Employees' Compensation Appeals Board

Board overview
- Headquarters: Frances Perkins Building - 200 Constitution Ave NW, Washington, DC
- Board executive: Alec J. Koromilas, Chief Judge and Chairman;
- Parent Board: United States Department of Labor
- Website: www.dol.gov/agencies/ecab

= Employees' Compensation Appeals Board =

The Employees' Compensation Appeals Board (ECAB) was created in 1946 by statute to hear appeals taken from determinations and awards under the Federal Employees' Compensation Act with respect to claims of federal employees injured in the course of their employment. The Board has final authority to determine the liability of the Federal government with respect to the disability or death of employees injured in the scope of their employment. There is no further administrative or judicial appeal of ECAB decisions.

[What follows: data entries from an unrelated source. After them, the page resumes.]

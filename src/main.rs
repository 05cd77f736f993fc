//! netprobe — host-local network telemetry harness.
//!
//! Captures link-layer frames, measures throughput/latency across N
//! warmup→measure runs, and optionally gates CI on regression against a
//! stored baseline. Run `netprobe --help` for usage.

use std::path::PathBuf;
use std::sync::atomic::{AtomicBool, Ordering};
use std::sync::Arc;

use anyhow::{Context, Result};
use clap::Parser;
use tracing_subscriber::EnvFilter;

use netprobe_core::aggregator::aggregate;
use netprobe_core::baseline::Baseline;
use netprobe_core::controller::{run_measurement, NoTraffic};
use netprobe_core::filter::FilterProgram;
use netprobe_core::judge::judge;
use netprobe_core::metrics::METRICS;

mod cli;
mod config;
mod report;
mod traffic;

use cli::{Cli, Commands, RunArgs, TrafficModeArg};
use traffic::PingTraffic;

/// Set directly by the SIGINT/SIGTERM handler (signal-safe: a single
/// relaxed store, nothing else runs in signal context).
static STOP: AtomicBool = AtomicBool::new(false);

extern "C" fn handle_stop_signal(_sig: libc::c_int) {
    STOP.store(true, Ordering::Relaxed);
}

fn install_signal_handlers() {
    unsafe {
        libc::signal(libc::SIGINT, handle_stop_signal as libc::sighandler_t);
        libc::signal(libc::SIGTERM, handle_stop_signal as libc::sighandler_t);
    }
}

fn open_backend_for(
    interface: &str,
    filter: Option<FilterProgram>,
) -> Result<Box<dyn netprobe_core::capture::CaptureBackend>> {
    #[cfg(target_os = "linux")]
    {
        let backend = netprobe_core::capture::LinuxCapture::open(interface, filter.as_ref())
            .context("opening AF_PACKET capture socket (are you running as root?)")?;
        Ok(Box::new(backend))
    }
    #[cfg(any(
        target_os = "macos",
        target_os = "freebsd",
        target_os = "openbsd",
        target_os = "netbsd"
    ))]
    {
        let backend = netprobe_core::capture::BsdCapture::open(interface, true, filter.as_ref())
            .context("opening /dev/bpfN capture device (are you running as root?)")?;
        Ok(Box::new(backend))
    }
    #[cfg(not(any(
        target_os = "linux",
        target_os = "macos",
        target_os = "freebsd",
        target_os = "openbsd",
        target_os = "netbsd"
    )))]
    {
        let _ = (interface, filter);
        anyhow::bail!("no capture backend available for this platform")
    }
}

fn traffic_control_for(args: &RunArgs) -> Result<Box<dyn netprobe_core::controller::TrafficControl>> {
    match (args.traffic_mode, &args.traffic_target) {
        (TrafficModeArg::Ping, Some(target)) => {
            Ok(Box::new(PingTraffic::new(target.clone(), args.traffic_rate)))
        }
        (TrafficModeArg::Ping, None) => {
            anyhow::bail!("--traffic-mode ping requires --traffic-target")
        }
        (TrafficModeArg::None, _) => Ok(Box::new(NoTraffic)),
    }
}

fn run_command(args: &RunArgs, stop: &Arc<AtomicBool>) -> Result<()> {
    let run_config = config::run_config_from_args(args);
    let filter = config::filter_program_from_arg(args.filter);
    let mut traffic = traffic_control_for(args)?;

    // Acquired once per process and shared across every run (spec.md §5) —
    // only the queue/worker pool/metrics state are rebuilt per run.
    let mut backend = open_backend_for(&args.interface, filter)?;

    let outcomes = run_measurement(&run_config, &METRICS, stop, traffic.as_mut(), backend.as_mut());

    let (results, errors) = report::completed_results(&outcomes);
    for e in &errors {
        tracing::error!(error = %e, "run ended with a capture engine error");
    }

    let agg_outcome = if results.is_empty() {
        None
    } else {
        Some(aggregate(&results, 1))
    };

    if args.json {
        let rendered = report::build_report(&results, agg_outcome.as_ref());
        println!("{}", serde_json::to_string_pretty(&rendered)?);
    } else {
        report::print_table(&results, agg_outcome.as_ref(), &errors);
    }

    if let Some(path) = &args.save_baseline {
        let snap = METRICS.snapshot();
        let metadata = config::run_metadata_from_args(args, &args.interface);
        Baseline::from_snapshot(&snap, metadata)
            .save(path)
            .with_context(|| format!("saving baseline to {}", path.display()))?;
    }

    Ok(())
}

fn regress_command(
    args: &RunArgs,
    baseline_path: &PathBuf,
    threshold: f64,
    min_packets: u64,
    stop: &Arc<AtomicBool>,
) -> Result<i32> {
    let baseline = match Baseline::load(baseline_path) {
        Ok(b) => b,
        Err(e) => {
            tracing::error!(error = %e, "failed to load baseline; skipping regression stage");
            return Ok(1);
        }
    };

    let run_config = config::run_config_from_args(args);
    let filter = config::filter_program_from_arg(args.filter);
    let mut traffic = traffic_control_for(args)?;

    let mut backend = open_backend_for(&args.interface, filter)?;

    let outcomes = run_measurement(&run_config, &METRICS, stop, traffic.as_mut(), backend.as_mut());

    let (results, errors) = report::completed_results(&outcomes);
    for e in &errors {
        tracing::error!(error = %e, "run ended with a capture engine error");
    }

    let agg_outcome = aggregate(&results, min_packets);
    report::print_table(&results, Some(&agg_outcome), &errors);

    let current_metadata = config::run_metadata_from_args(args, &args.interface);
    let judge_report = judge(&baseline, &results, &agg_outcome, &current_metadata, threshold);
    report::print_judge_report(&judge_report);

    let code = match judge_report.outcome {
        netprobe_core::judge::JudgeOutcome::Pass => 0,
        netprobe_core::judge::JudgeOutcome::Regression { .. } => 2,
        netprobe_core::judge::JudgeOutcome::Insufficient { .. } => 3,
        netprobe_core::judge::JudgeOutcome::MetadataMismatch { .. } => 4,
    };

    if let Some(path) = &args.save_baseline {
        let snap = METRICS.snapshot();
        Baseline::from_snapshot(&snap, current_metadata)
            .save(path)
            .with_context(|| format!("saving baseline to {}", path.display()))?;
    }

    Ok(code)
}

fn show_baseline_command(path: &PathBuf) -> Result<()> {
    let baseline = Baseline::load(path)?;
    println!("{}", serde_json::to_string_pretty(&baseline)?);
    println!(
        "rate_pps={} rate_mbps={}",
        baseline.rate_pps_display(),
        baseline.rate_mbps_display()
    );
    Ok(())
}

fn main() -> Result<()> {
    tracing_subscriber::fmt()
        .with_env_filter(EnvFilter::from_default_env().add_directive("warn".parse()?))
        .init();

    install_signal_handlers();
    let stop = Arc::new(AtomicBool::new(false));
    {
        let stop = stop.clone();
        std::thread::spawn(move || loop {
            if STOP.load(Ordering::Relaxed) {
                stop.store(true, Ordering::Relaxed);
                break;
            }
            std::thread::sleep(std::time::Duration::from_millis(50));
        });
    }

    let cli = Cli::parse();

    let exit_code = match cli.command {
        Commands::Run(args) => {
            run_command(&args, &stop)?;
            0
        }
        Commands::Regress {
            run,
            baseline,
            threshold,
            min_packets,
        } => regress_command(&run, &baseline, threshold, min_packets, &stop)?,
        Commands::ShowBaseline { path } => {
            show_baseline_command(&path)?;
            0
        }
    };

    std::process::exit(exit_code);
}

The Board, by statute, consists of three Members appointed by the United States Secretary of Labor, one of whom is designated as Chairman of the Board and administrative manager.

== Mission ==
The Board's mission is to hear and decide cases on appeal from decisions of the Office of Workers' Compensation Programs (OWCP) in an impartial and expeditious manner. The decisions of the Board are made in accordance with its statutory mandate, based on a thorough review of the case record as compiled by OWCP. Injured federal workers have the opportunity for a full evidentiary hearing with OWCP's Branch of Hearings and Review prior to review of the record by the Board.